Feinberg's Australian relatives, the Grosmans, heard about Gift of Life when Feinberg was on his death bed and put their names down as potential donors. Although they weren't a match, Feinberg, who gave up a career in law to run Gift of Life full time, pledged to visit Australia and thank them for their act of kindness.
"We are here now, [because of my illness] able to meet family we have never met before," Feinberg told the AJN. "The Jewish community comes out in force to do this ... the whole concept of saving a life - pikuach nefesh - is tremendous."
Now 36, Feinberg is a few months shy of the 10th anniversary of his transplant.
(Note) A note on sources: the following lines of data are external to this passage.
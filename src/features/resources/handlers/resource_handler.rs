use axum::{
    extract::{Multipart, Path, State},
    http::StatusCode,
    Json,
};
use std::sync::Arc;
use tracing::debug;
use uuid::Uuid;
use validator::Validate;

use crate::core::error::{AppError, Result};
use crate::core::extractor::{AppJson, AppQuery};
use crate::features::resources::dtos::{
    AnswerDto, AskQuestionDto, ResourceDraftDto, ResourceDto, UploadResourceDto,
};
use crate::features::resources::models::{Resource, ResourceFilter, UploadedFile};
use crate::features::resources::routes::ResourceState;
use crate::features::users::models::{User, UserRole};
use crate::shared::types::ApiResponse;

fn to_dtos(resources: Vec<Resource>) -> Vec<ResourceDto> {
    resources.into_iter().map(ResourceDto::from).collect()
}

async fn read_text(field: axum::extract::multipart::Field<'_>, name: &str) -> Result<String> {
    field
        .text()
        .await
        .map_err(|e| AppError::BadRequest(format!("Failed to read {} field: {}", name, e)))
}

/// List approved resources
#[utoipa::path(
    get,
    path = "/api/resources",
    params(ResourceFilter),
    responses(
        (status = 200, description = "Approved resources", body = ApiResponse<Vec<ResourceDto>>),
        (status = 400, description = "Invalid filter")
    ),
    tag = "resources"
)]
pub async fn list_resources(
    State(state): State<ResourceState>,
    AppQuery(filter): AppQuery<ResourceFilter>,
) -> Json<ApiResponse<Vec<ResourceDto>>> {
    let resources = state
        .queries
        .list_visible(UserRole::Student, &filter)
        .await;
    Json(ApiResponse::list(to_dtos(resources)))
}

/// Upload a resource for review
///
/// Accepts multipart/form-data with a `file` part plus the descriptive
/// fields. The resource starts out pending.
#[utoipa::path(
    post,
    path = "/api/resources",
    tag = "resources",
    request_body(
        content = UploadResourceDto,
        content_type = "multipart/form-data",
    ),
    responses(
        (status = 201, description = "Resource uploaded", body = ApiResponse<ResourceDto>),
        (status = 400, description = "Invalid file or validation error"),
        (status = 401, description = "Authentication required"),
        (status = 403, description = "Storage permission denied")
    ),
    security(
        ("bearer_auth" = [])
    )
)]
pub async fn upload_resource(
    user: User,
    State(state): State<ResourceState>,
    mut multipart: Multipart,
) -> Result<(StatusCode, Json<ApiResponse<ResourceDto>>)> {
    let mut draft = ResourceDraftDto::default();
    let mut file: Option<UploadedFile> = None;

    while let Some(field) = multipart.next_field().await.map_err(|e| {
        debug!("Failed to read multipart field: {}", e);
        AppError::BadRequest(format!("Failed to read multipart data: {}", e))
    })? {
        let field_name = field.name().unwrap_or("").to_string();

        match field_name.as_str() {
            "file" => {
                let content_type = field
                    .content_type()
                    .map(|s| s.to_string())
                    .unwrap_or_else(|| "application/octet-stream".to_string());
                let name = field
                    .file_name()
                    .map(|s| s.to_string())
                    .unwrap_or_else(|| "unnamed".to_string());
                let bytes = field.bytes().await.map_err(|e| {
                    debug!("Failed to read file bytes: {}", e);
                    AppError::BadRequest(format!("Failed to read file data: {}", e))
                })?;

                file = Some(UploadedFile {
                    name,
                    content_type,
                    bytes: bytes.to_vec(),
                });
            }
            "title" => draft.title = read_text(field, "title").await?,
            "description" => draft.description = read_text(field, "description").await?,
            "university" => draft.university = read_text(field, "university").await?,
            "department" => draft.department = read_text(field, "department").await?,
            "semester" => draft.semester = read_text(field, "semester").await?,
            "subject" => draft.subject = read_text(field, "subject").await?,
            "file_type" | "fileType" => {
                let text = read_text(field, "file type").await?;
                if !text.trim().is_empty() {
                    draft.file_type = Some(text.parse().map_err(AppError::Validation)?);
                }
            }
            _ => debug!("Ignoring unknown field: {}", field_name),
        }
    }

    let draft = draft.trimmed();
    draft
        .validate()
        .map_err(|e| AppError::Validation(e.to_string()))?;
    let file = file.ok_or_else(|| AppError::BadRequest("File is required".to_string()))?;

    let resource = state
        .lifecycle
        .create(draft.into_details(), file, &user.uid)
        .await?;

    Ok((
        StatusCode::CREATED,
        Json(ApiResponse::success(
            Some(resource.into()),
            Some("Resource submitted for review".to_string()),
            None,
        )),
    ))
}

/// Resources uploaded by the current user, any status
#[utoipa::path(
    get,
    path = "/api/resources/mine",
    responses(
        (status = 200, description = "Own uploads", body = ApiResponse<Vec<ResourceDto>>),
        (status = 401, description = "Unauthorized")
    ),
    tag = "resources",
    security(
        ("bearer_auth" = [])
    )
)]
pub async fn list_my_resources(
    user: User,
    State(state): State<ResourceState>,
) -> Json<ApiResponse<Vec<ResourceDto>>> {
    let resources = state.queries.list_by_uploader(&user.uid).await;
    Json(ApiResponse::list(to_dtos(resources)))
}

/// Role-aware browse: admins see everything, students approved resources
#[utoipa::path(
    get,
    path = "/api/resources/browse",
    params(ResourceFilter),
    responses(
        (status = 200, description = "Visible resources", body = ApiResponse<Vec<ResourceDto>>),
        (status = 401, description = "Unauthorized")
    ),
    tag = "resources",
    security(
        ("bearer_auth" = [])
    )
)]
pub async fn browse_resources(
    user: User,
    State(state): State<ResourceState>,
    AppQuery(filter): AppQuery<ResourceFilter>,
) -> Json<ApiResponse<Vec<ResourceDto>>> {
    let resources = state.queries.list_visible(user.role, &filter).await;
    Json(ApiResponse::list(to_dtos(resources)))
}

#[utoipa::path(
    get,
    path = "/api/resources/{id}",
    params(
        ("id" = Uuid, Path, description = "Resource ID")
    ),
    responses(
        (status = 200, description = "Resource found", body = ApiResponse<ResourceDto>),
        (status = 404, description = "Resource not found")
    ),
    tag = "resources",
    security(
        ("bearer_auth" = [])
    )
)]
pub async fn get_resource(
    user: User,
    State(state): State<ResourceState>,
    Path(id): Path<Uuid>,
) -> Result<Json<ApiResponse<ResourceDto>>> {
    let resource = state.queries.get_visible(id, Some(&user)).await?;
    Ok(Json(ApiResponse::success(Some(resource.into()), None, None)))
}

/// Ask the assistant a question about an approved resource
#[utoipa::path(
    post,
    path = "/api/resources/{id}/ask",
    params(
        ("id" = Uuid, Path, description = "Resource ID")
    ),
    request_body = AskQuestionDto,
    responses(
        (status = 200, description = "Answer", body = ApiResponse<AnswerDto>),
        (status = 400, description = "Invalid question or resource not approved"),
        (status = 404, description = "Resource not found"),
        (status = 502, description = "Assistant unavailable")
    ),
    tag = "resources",
    security(
        ("bearer_auth" = [])
    )
)]
pub async fn ask_question(
    user: User,
    State(state): State<ResourceState>,
    Path(id): Path<Uuid>,
    AppJson(dto): AppJson<AskQuestionDto>,
) -> Result<Json<ApiResponse<AnswerDto>>> {
    dto.validate()
        .map_err(|e| AppError::Validation(e.to_string()))?;

    let answer = state.assistant.ask(id, &dto.question, &user).await?;
    Ok(Json(ApiResponse::success(Some(AnswerDto { answer }), None, None)))
}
He travelled to Sydney this week to meet with Shula Endrey-Walder, the Jewish community co-ordinator for the Australian Bone Marrow Donor Registry (ABMDR). Together, they were scheduled to tour the NSW bone marrow recruiting office at the Australian Red Cross* Sydney headquarters.
In Melbourne, Feinberg also met with SBS Radio broadcaster Yehuda Kaplan, himself a former lympho-blastic leukaemia patient.
Kaplan, who was diagnosed around the same time as Feinberg, beat the disease without a transplant, but a successful match could have saved him from months of cancer treatment. He said in light of the growing Israeli population in Australia, people of Sephardi origin are especially encouraged to register.
"Because of the widespread Jewish community [in Melbourne], the genetic make-up has changed," he said "Too many people have died quietly."
In its first four years, Gift of Life Bone Marrow Foundation recruited nearly 60,000 Jewish potential donors of eastern European descent worldwide. In 1995, the very last donor tested positive as a match for Feinberg, who was rushed to Seattle for life-saving surgery.
Gift of Life is a member of the World Marrow Donor Association. In Australia, the ABMDR has around 3000 Jewish donors. The ABMDR has reported that finding a bone marrow match in the same ethnic group is around 1:50,000, whereas in the general community, the odds are 1:100,000.
Since 1994, there have been seven matches from Jewish registrants in Sydney. In Melbourne, a donor drive held in the past two years has yielded more than 600 potential donors, with a few matches.